## What you need to do
In exact form, set down only those lines of the material that run from its first line to the line with "order-preserving deduplication pass", inclusive.

## Task material
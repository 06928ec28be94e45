//! Crawl coordination
//!
//! This module contains the crawl loop that stitches the pipeline together:
//! - Generating page URLs for each seed
//! - Rate-limited, retried fetching of each page
//! - Extracting listing records and accumulating them up to the result cap
//! - A final order-preserving deduplication pass

use crate::crawler::fetcher::PageSource;
use crate::crawler::pagination::{page_urls, DEFAULT_PAGE_SIZE};
use crate::crawler::rate_limiter::RateLimiter;
use crate::crawler::retry::{fetch_with_retry, RetryPolicy};
use crate::extract::extract_listings;
use crate::output::CrawlStats;
use crate::record::ListingRecord;
use crate::PaginationError;
use std::collections::HashSet;
use std::sync::atomic::{AtomicBool, Ordering};
use std::sync::Arc;

/// Limits and schedules for one crawl
#[derive(Debug, Clone, PartialEq)]
pub struct CrawlSettings {
    /// Global cap on records, across all seeds
    pub max_results: usize,

    /// Results per page used for pagination offsets
    pub page_size: usize,

    /// Optional cap on pages per seed
    pub max_pages: Option<usize>,

    /// Retry schedule for each page fetch
    pub retry: RetryPolicy,
}

impl Default for CrawlSettings {
    fn default() -> Self {
        Self {
            max_results: 100,
            page_size: DEFAULT_PAGE_SIZE,
            max_pages: None,
            retry: RetryPolicy::default(),
        }
    }
}

/// Outcome of a crawl
#[derive(Debug, Clone)]
pub struct CrawlReport {
    /// Deduplicated records, truncated to the result cap
    pub records: Vec<ListingRecord>,

    /// Counters collected along the way
    pub stats: CrawlStats,
}

/// Drives the crawl over a set of seed URLs
///
/// Fetches are made one at a time. The rate limiter is held behind an `Arc`
/// so several crawlers can share one gate.
pub struct Crawler<S> {
    source: S,
    limiter: Arc<RateLimiter>,
    settings: CrawlSettings,
    cancelled: Arc<AtomicBool>,
}

impl<S: PageSource> Crawler<S> {
    /// Creates a new crawler
    ///
    /// # Arguments
    ///
    /// * `source` - Fetch capability for page URLs
    /// * `limiter` - Shared rate limiter gating every fetch
    /// * `settings` - Result cap, pagination and retry settings
    pub fn new(source: S, limiter: Arc<RateLimiter>, settings: CrawlSettings) -> Self {
        Self {
            source,
            limiter,
            settings,
            cancelled: Arc::new(AtomicBool::new(false)),
        }
    }

    /// Returns a flag that stops the crawl before the next page fetch when set
    pub fn cancel_handle(&self) -> Arc<AtomicBool> {
        Arc::clone(&self.cancelled)
    }

    /// Runs the crawl
    ///
    /// For each seed in order: paginate, then for each page acquire the rate
    /// limiter, fetch with retry, extract and accumulate, until the page
    /// sequence ends or `max_results` records are held. A page whose fetch
    /// fails after all retries is skipped. After the last seed the records
    /// are deduplicated and truncated to `max_results`.
    ///
    /// # Returns
    ///
    /// * `Ok(CrawlReport)` - Records and counters (possibly empty)
    /// * `Err(HarvestError::Pagination)` - The page size is not positive
    pub async fn run(&self, seeds: &[String]) -> crate::Result<CrawlReport> {
        let max_results = self.settings.max_results;
        if self.settings.page_size == 0 {
            return Err(PaginationError::InvalidArgument(
                "page_size must be positive".to_string(),
            )
            .into());
        }

        let mut stats = CrawlStats {
            seeds: seeds.len(),
            ..CrawlStats::default()
        };
        let mut accumulated: Vec<ListingRecord> = Vec::new();

        'seeds: for seed in seeds {
            if accumulated.len() >= max_results {
                break;
            }

            let pages = match page_urls(
                seed,
                max_results,
                self.settings.page_size,
                self.settings.max_pages,
            ) {
                Ok(pages) => pages,
                Err(e) => {
                    tracing::warn!("Skipping seed {}: {}", seed, e);
                    stats.seeds_skipped += 1;
                    continue;
                }
            };

            tracing::info!("Crawling seed {} ({} pages)", seed, pages.len());

            for page_url in pages {
                if accumulated.len() >= max_results {
                    break;
                }

                if self.cancelled.load(Ordering::SeqCst) {
                    tracing::info!("Crawl cancelled before fetching {}", page_url);
                    stats.cancelled = true;
                    break 'seeds;
                }

                self.limiter.acquire().await;
                stats.pages_attempted += 1;

                let html = match fetch_with_retry(&self.settings.retry, &page_url, || {
                    self.source.fetch(&page_url)
                })
                .await
                {
                    Some(html) => html,
                    None => {
                        stats.pages_failed += 1;
                        continue;
                    }
                };
                stats.pages_fetched += 1;

                let records = extract_listings(&html, &page_url);
                tracing::debug!("Extracted {} records from {}", records.len(), page_url);
                if records.is_empty() {
                    stats.pages_empty += 1;
                }
                stats.records_extracted += records.len();

                let room = max_results - accumulated.len();
                accumulated.extend(records.into_iter().take(room));
            }
        }

        let before = accumulated.len();
        let mut records = dedup_records(accumulated);
        stats.duplicates_dropped = before - records.len();
        records.truncate(max_results);
        stats.records_kept = records.len();

        tracing::info!(
            "Crawl finished: {} pages fetched, {} failed, {} records kept ({} duplicates dropped)",
            stats.pages_fetched,
            stats.pages_failed,
            stats.records_kept,
            stats.duplicates_dropped
        );

        Ok(CrawlReport { records, stats })
    }
}

/// Removes repeated listings, keeping the first occurrence of each
///
/// Identity is the job key when present, else the link. Records with
/// neither are always kept.
///
/// # Example
///
/// ```
/// use job_harvest::crawler::dedup_records;
/// use job_harvest::extract::extract_listings;
///
/// let html = r#"
///     <div class="result"><a href="/viewjob?jk=a1">A</a></div>
///     <div class="result"><a href="/rc/clk?jk=a1">A again</a></div>"#;
/// let records = dedup_records(extract_listings(html, "https://example.com"));
/// assert_eq!(records.len(), 1);
/// ```
pub fn dedup_records(records: Vec<ListingRecord>) -> Vec<ListingRecord> {
    let mut seen: HashSet<String> = HashSet::new();

    records
        .into_iter()
        .filter(|record| match record.dedup_key() {
            Some(key) => seen.insert(key.to_string()),
            None => true,
        })
        .collect()
}
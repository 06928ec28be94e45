//! Output module for exporting crawl results
//!
//! This module handles:
//! - Exporting listing records as JSON or delimited text
//! - Flattening nested records into dotted-path columns
//! - Recording and printing crawl statistics

mod delimited;
mod json;
pub mod stats;

pub use delimited::{project, write_delimited, COLUMNS};
pub use json::write_json;
pub use stats::{print_statistics, CrawlStats};

use crate::record::ListingRecord;
use crate::OutputError;
use serde::Deserialize;
use std::fmt;
use std::fs::File;
use std::io::BufWriter;
use std::path::Path;

/// Supported export formats
#[derive(Debug, Clone, Copy, PartialEq, Eq, Default, Deserialize, clap::ValueEnum)]
#[serde(rename_all = "lowercase")]
pub enum OutputFormat {
    #[default]
    Json,
    Csv,
    Tsv,
}

impl OutputFormat {
    /// Returns the lowercase name of the format
    pub fn as_str(&self) -> &'static str {
        match self {
            Self::Json => "json",
            Self::Csv => "csv",
            Self::Tsv => "tsv",
        }
    }
}

impl fmt::Display for OutputFormat {
    fn fmt(&self, f: &mut fmt::Formatter<'_>) -> fmt::Result {
        f.write_str(self.as_str())
    }
}

/// Exports records to a file in the given format
///
/// The parent directory is created if it does not exist. An empty record
/// list still produces a valid file.
///
/// # Arguments
///
/// * `records` - Records to export
/// * `format` - Export format
/// * `path` - Destination file
///
/// # Returns
///
/// * `Ok(())` - The file was written
/// * `Err(OutputError)` - The file could not be created or written
pub fn export_records(
    records: &[ListingRecord],
    format: OutputFormat,
    path: &Path,
) -> Result<(), OutputError> {
    if let Some(parent) = path.parent() {
        if !parent.as_os_str().is_empty() {
            std::fs::create_dir_all(parent)?;
        }
    }

    let writer = BufWriter::new(File::create(path)?);
    match format {
        OutputFormat::Json => write_json(writer, records)?,
        OutputFormat::Csv => write_delimited(writer, records, b',')?,
        OutputFormat::Tsv => write_delimited(writer, records, b'\t')?,
    }

    tracing::info!(
        "Exported {} listings as {} to {}",
        records.len(),
        format,
        path.display()
    );
    Ok(())
}
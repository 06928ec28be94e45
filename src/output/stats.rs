//! Crawl statistics
//!
//! Counters gathered by the crawler over one run, and their console rendering.

use serde::Serialize;

/// Counters for a single crawl
#[derive(Debug, Clone, Default, PartialEq, Eq, Serialize)]
#[serde(rename_all = "camelCase")]
pub struct CrawlStats {
    /// Seed URLs given to the crawl
    pub seeds: usize,

    /// Seeds that could not be paginated
    pub seeds_skipped: usize,

    /// Page fetches started
    pub pages_attempted: usize,

    /// Pages that returned content
    pub pages_fetched: usize,

    /// Pages that failed after every retry
    pub pages_failed: usize,

    /// Fetched pages that yielded no listings
    pub pages_empty: usize,

    /// Listings extracted before deduplication and truncation
    pub records_extracted: usize,

    /// Listings dropped as duplicates
    pub duplicates_dropped: usize,

    /// Listings in the final result
    pub records_kept: usize,

    /// Whether the crawl stopped on a cancellation request
    pub cancelled: bool,
}

impl CrawlStats {
    /// Share of attempted pages that returned content, as a percentage
    pub fn fetch_success_rate(&self) -> f64 {
        if self.pages_attempted == 0 {
            return 0.0;
        }
        (self.pages_fetched as f64 / self.pages_attempted as f64) * 100.0
    }
}

/// Prints statistics to stdout in a formatted manner
///
/// # Arguments
///
/// * `stats` - The statistics to display
pub fn print_statistics(stats: &CrawlStats) {
    println!("=== Crawl Statistics ===\n");

    println!("Seeds:");
    println!("  Given: {}", stats.seeds);
    if stats.seeds_skipped > 0 {
        println!("  Skipped: {}", stats.seeds_skipped);
    }
    println!();

    println!("Pages:");
    println!("  Attempted: {}", stats.pages_attempted);
    println!(
        "  Fetched: {} ({:.1}%)",
        stats.pages_fetched,
        stats.fetch_success_rate()
    );
    println!("  Failed: {}", stats.pages_failed);
    println!("  Without listings: {}", stats.pages_empty);
    println!();

    println!("Listings:");
    println!("  Extracted: {}", stats.records_extracted);
    println!("  Duplicates dropped: {}", stats.duplicates_dropped);
    println!("  Kept: {}", stats.records_kept);

    if stats.cancelled {
        println!();
        println!("Crawl was cancelled before completion.");
    }
}
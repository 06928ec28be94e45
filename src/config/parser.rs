use crate::config::types::Config;
use crate::config::validation::validate;
use crate::ConfigResult;
use std::path::Path;

/// Settings file picked up when no `--config` is given
pub const DEFAULT_CONFIG_PATH: &str = "job-harvest.toml";

/// Loads and parses a configuration file from the given path
///
/// # Arguments
///
/// * `path` - Path to the TOML configuration file
///
/// # Returns
///
/// * `Ok(Config)` - Successfully loaded and validated configuration
/// * `Err(ConfigError)` - Failed to load, parse, or validate the configuration
///
/// # Example
///
/// ```no_run
/// use std::path::Path;
/// use job_harvest::config::load_config;
///
/// let config = load_config(Path::new("job-harvest.toml")).unwrap();
/// println!("Max results: {}", config.crawler.max_results);
/// ```
pub fn load_config(path: &Path) -> ConfigResult<Config> {
    let content = std::fs::read_to_string(path)?;
    parse_config(&content)
}

/// Parses and validates configuration from TOML text
pub fn parse_config(content: &str) -> ConfigResult<Config> {
    let config: Config = toml::from_str(content)?;
    validate(&config)?;
    Ok(config)
}

/// Loads the configuration for a run
///
/// An explicit path must load. Without one, the default settings file is used
/// if it exists, otherwise built-in defaults apply.
pub fn load_config_or_default(explicit: Option<&Path>) -> ConfigResult<Config> {
    match explicit {
        Some(path) => load_config(path),
        None => {
            let default_path = Path::new(DEFAULT_CONFIG_PATH);
            if default_path.exists() {
                tracing::debug!("Using settings from {}", default_path.display());
                load_config(default_path)
            } else {
                Ok(Config::default())
            }
        }
    }
}
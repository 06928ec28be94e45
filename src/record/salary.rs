use serde::{Deserialize, Serialize};
use std::fmt;

/// Pay-rate period inferred from salary text
#[derive(Debug, Clone, Copy, PartialEq, Eq, Hash, Serialize, Deserialize)]
#[serde(rename_all = "lowercase")]
pub enum Cadence {
    Yearly,
    Monthly,
    Hourly,
    Daily,
}

impl Cadence {
    /// Returns the lowercase name used in exports
    pub fn as_str(&self) -> &'static str {
        match self {
            Self::Yearly => "yearly",
            Self::Monthly => "monthly",
            Self::Hourly => "hourly",
            Self::Daily => "daily",
        }
    }
}

impl fmt::Display for Cadence {
    fn fmt(&self, f: &mut fmt::Formatter<'_>) -> fmt::Result {
        f.write_str(self.as_str())
    }
}

/// Numeric compensation range recovered from free-form text
///
/// `min <= max` always holds; a single figure yields `min == max`.
#[derive(Debug, Clone, PartialEq, Serialize, Deserialize)]
pub struct SalaryRange {
    pub min: f64,
    pub max: f64,
    pub cadence: Option<Cadence>,
    pub currency: Option<String>,
}

impl SalaryRange {
    /// Builds a range from the figures found in a salary string
    ///
    /// Returns `None` when `values` is empty.
    pub fn from_values(
        values: &[f64],
        cadence: Option<Cadence>,
        currency: Option<String>,
    ) -> Option<Self> {
        let min = values.iter().copied().reduce(f64::min)?;
        let max = if values.len() == 1 {
            min
        } else {
            values.iter().copied().reduce(f64::max)?
        };

        Some(Self {
            min,
            max,
            cadence,
            currency,
        })
    }
}
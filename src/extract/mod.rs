//! Extraction of listing records from HTML
//!
//! This module contains the stateless transforms of the pipeline:
//! - Card and field extraction with selector fallback chains
//! - Salary text parsing
//! - Title normalization

mod listing;
pub mod rules;
mod salary;
mod title;

pub use listing::{extract_job_key, extract_listings, extract_listings_at};
pub use salary::{detect_cadence, detect_currency, parse_salary_text};
pub use title::normalize_title;
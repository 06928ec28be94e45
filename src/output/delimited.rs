//! Delimited-text export (CSV and TSV)
//!
//! Records are flattened through a fixed list of dotted column paths. Nested
//! values use the path of their field (`extractedSalary.min`), sequences are
//! joined with `|`, and absent values are written as empty cells.

use crate::record::ListingRecord;
use crate::OutputError;
use std::io::Write;

/// Column order of delimited exports
pub const COLUMNS: &[&str] = &[
    "jobKey",
    "title",
    "normalizedTitle",
    "displayTitle",
    "company",
    "companyRating",
    "companyReviewCount",
    "companyLogoUrl",
    "companyHeaderImageUrl",
    "companyOverviewLink",
    "formattedLocation",
    "locationCount",
    "remoteWorkModel",
    "jobTypeTags",
    "salarySnippetText",
    "extractedSalary.min",
    "extractedSalary.max",
    "extractedSalary.cadence",
    "extractedSalary.currency",
    "taxonomyTags.label",
    "snippet",
    "relativeTime",
    "sponsored",
    "isNew",
    "expired",
    "link",
    "viewJobLink",
    "publishedAtIso",
    "sourceUrl",
];

const SEQUENCE_SEPARATOR: &str = "|";

/// Reads one column of a record as cell text
///
/// Unknown columns project to an empty cell.
pub fn project(record: &ListingRecord, column: &str) -> String {
    let salary = record.extracted_salary.as_ref();

    match column {
        "jobKey" => text(&record.job_key),
        "title" => text(&record.title),
        "normalizedTitle" => text(&record.normalized_title),
        "displayTitle" => text(&record.display_title),
        "company" => text(&record.company),
        "companyRating" => number(record.company_rating),
        "companyReviewCount" => record
            .company_review_count
            .map(|count| count.to_string())
            .unwrap_or_default(),
        "companyLogoUrl" => text(&record.company_logo_url),
        "companyHeaderImageUrl" => text(&record.company_header_image_url),
        "companyOverviewLink" => text(&record.company_overview_link),
        "formattedLocation" => text(&record.formatted_location),
        "locationCount" => record.location_count.to_string(),
        "remoteWorkModel" => record
            .remote_work_model
            .map(|model| model.as_str().to_string())
            .unwrap_or_default(),
        "jobTypeTags" => record.job_type_tags.join(SEQUENCE_SEPARATOR),
        "salarySnippetText" => text(&record.salary_snippet_text),
        "extractedSalary.min" => number(salary.map(|s| s.min)),
        "extractedSalary.max" => number(salary.map(|s| s.max)),
        "extractedSalary.cadence" => salary
            .and_then(|s| s.cadence)
            .map(|cadence| cadence.as_str().to_string())
            .unwrap_or_default(),
        "extractedSalary.currency" => salary
            .and_then(|s| s.currency.clone())
            .unwrap_or_default(),
        "taxonomyTags.label" => record
            .taxonomy_tags
            .as_ref()
            .map(|tags| {
                tags.iter()
                    .map(|tag| tag.label.as_str())
                    .collect::<Vec<_>>()
                    .join(SEQUENCE_SEPARATOR)
            })
            .unwrap_or_default(),
        "snippet" => text(&record.snippet),
        "relativeTime" => text(&record.relative_time),
        "sponsored" => record.sponsored.to_string(),
        "isNew" => record.is_new.to_string(),
        "expired" => record.expired.to_string(),
        "link" => text(&record.link),
        "viewJobLink" => text(&record.view_job_link),
        "publishedAtIso" => record.published_at_iso.to_rfc3339(),
        "sourceUrl" => record.source_url.clone(),
        _ => String::new(),
    }
}

/// Writes records as delimited text with a header row
///
/// # Arguments
///
/// * `writer` - Destination
/// * `records` - Records to export, in order
/// * `delimiter` - `b','` for CSV, `b'\t'` for TSV
pub fn write_delimited<W: Write>(
    writer: W,
    records: &[ListingRecord],
    delimiter: u8,
) -> Result<(), OutputError> {
    let mut out = csv::WriterBuilder::new()
        .delimiter(delimiter)
        .from_writer(writer);

    out.write_record(COLUMNS)?;
    for record in records {
        out.write_record(COLUMNS.iter().map(|column| project(record, column)))?;
    }
    out.flush()?;

    Ok(())
}

fn text(value: &Option<String>) -> String {
    value.clone().unwrap_or_default()
}

fn number(value: Option<f64>) -> String {
    value.map(|n| n.to_string()).unwrap_or_default()
}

## Exercise output
repository 06928ec28be94e45
//! Crawl coordination
//!
//! This module contains the crawl loop that stitches the pipeline together:
//! - Generating page URLs for each seed
//! - Rate-limited, retried fetching of each page
//! - Extracting listing records and accumulating them up to the result cap
//! - A final order-preserving deduplication pass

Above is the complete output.